James M Fox was the pen-name of Johannes Matthils Wilhelm Knipscheer...usually I don't think there is a legitimate reason for a pen-name, but in this case I think Herr Knipscheer made a rather good choice. He wrote very authentically about mid-century America, which was his adopted country (born in Holland), letting his detective tell the tale; where he departs from other hard-boiled noir writers of the time, was in his inclusion of domestic bliss, in the form of the Marshall. Johnny is not just a knight errant in these mean streets, but a married one, with a wife who occasionally tags along and often sends Khan along as canine bodyguard and chaperon. The result is a somewhat cynical narrative tinged with hope, a lighter shade of noir, and a starkness relieved by brilliant banter.

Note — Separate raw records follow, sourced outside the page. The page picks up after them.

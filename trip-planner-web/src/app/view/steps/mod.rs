mod customize;
mod itinerary;
mod suggestions;
mod summary;
mod user_info;

use crate::app::state::AppState;
use crate::app::view::handlers::AppHandlers;
use crate::pages::not_found::NotFound;
use crate::planner::WizardStep;
use crate::router::Route;
use yew::prelude::*;

pub fn render_main_view(state: &AppState, handlers: &AppHandlers, route: Option<&Route>) -> Html {
    let not_found = matches!(route, None | Some(Route::NotFound));
    if not_found {
        return html! { <NotFound on_go_home={handlers.go_home.clone()} /> };
    }

    match state.session.step() {
        WizardStep::UserInfo => user_info::render_user_info(state, handlers),
        WizardStep::Customize => customize::render_customize(state, handlers),
        WizardStep::AiSuggestions => suggestions::render_suggestions(state, handlers),
        WizardStep::Itinerary => itinerary::render_itinerary(state, handlers),
        WizardStep::Summary => summary::render_summary(state, handlers),
    }
}
use crate::app::state::AppState;
use crate::app::view::handlers::AppHandlers;
use crate::pages::user_info::UserInfoPage;
use yew::prelude::*;

pub fn render_user_info(state: &AppState, handlers: &AppHandlers) -> Html {
    let session = &*state.session;
    html! {
        <UserInfoPage
            info={session.user_info().clone()}
            flow={session.flow()}
            max_days={session.config().max_days}
            on_change={handlers.user_info_change.clone()}
            on_flow_change={handlers.flow_change.clone()}
            on_next={handlers.next.clone()}
        />
    }
}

As a crime story, the novel is well plotted and peopled with characters that have all the vices and virtues of the times. As noted earlier, the husband-wife teaming make this a slightly lighter foray into crime noir: hardcore fans of noir will find it less grim, while readers looking for a bubbly domestic detective will find it darker than they expect...sort of like when the Punisher visited Archie at Riverdale High. While the Fox books are out of print, they are still rather easy to obtain and those mystery buffs who make the effort will be rewarded with great stories, insights on mid-century America (quite a foreign country these days), and some tremendous pulpish covers, especially on the Dell editions.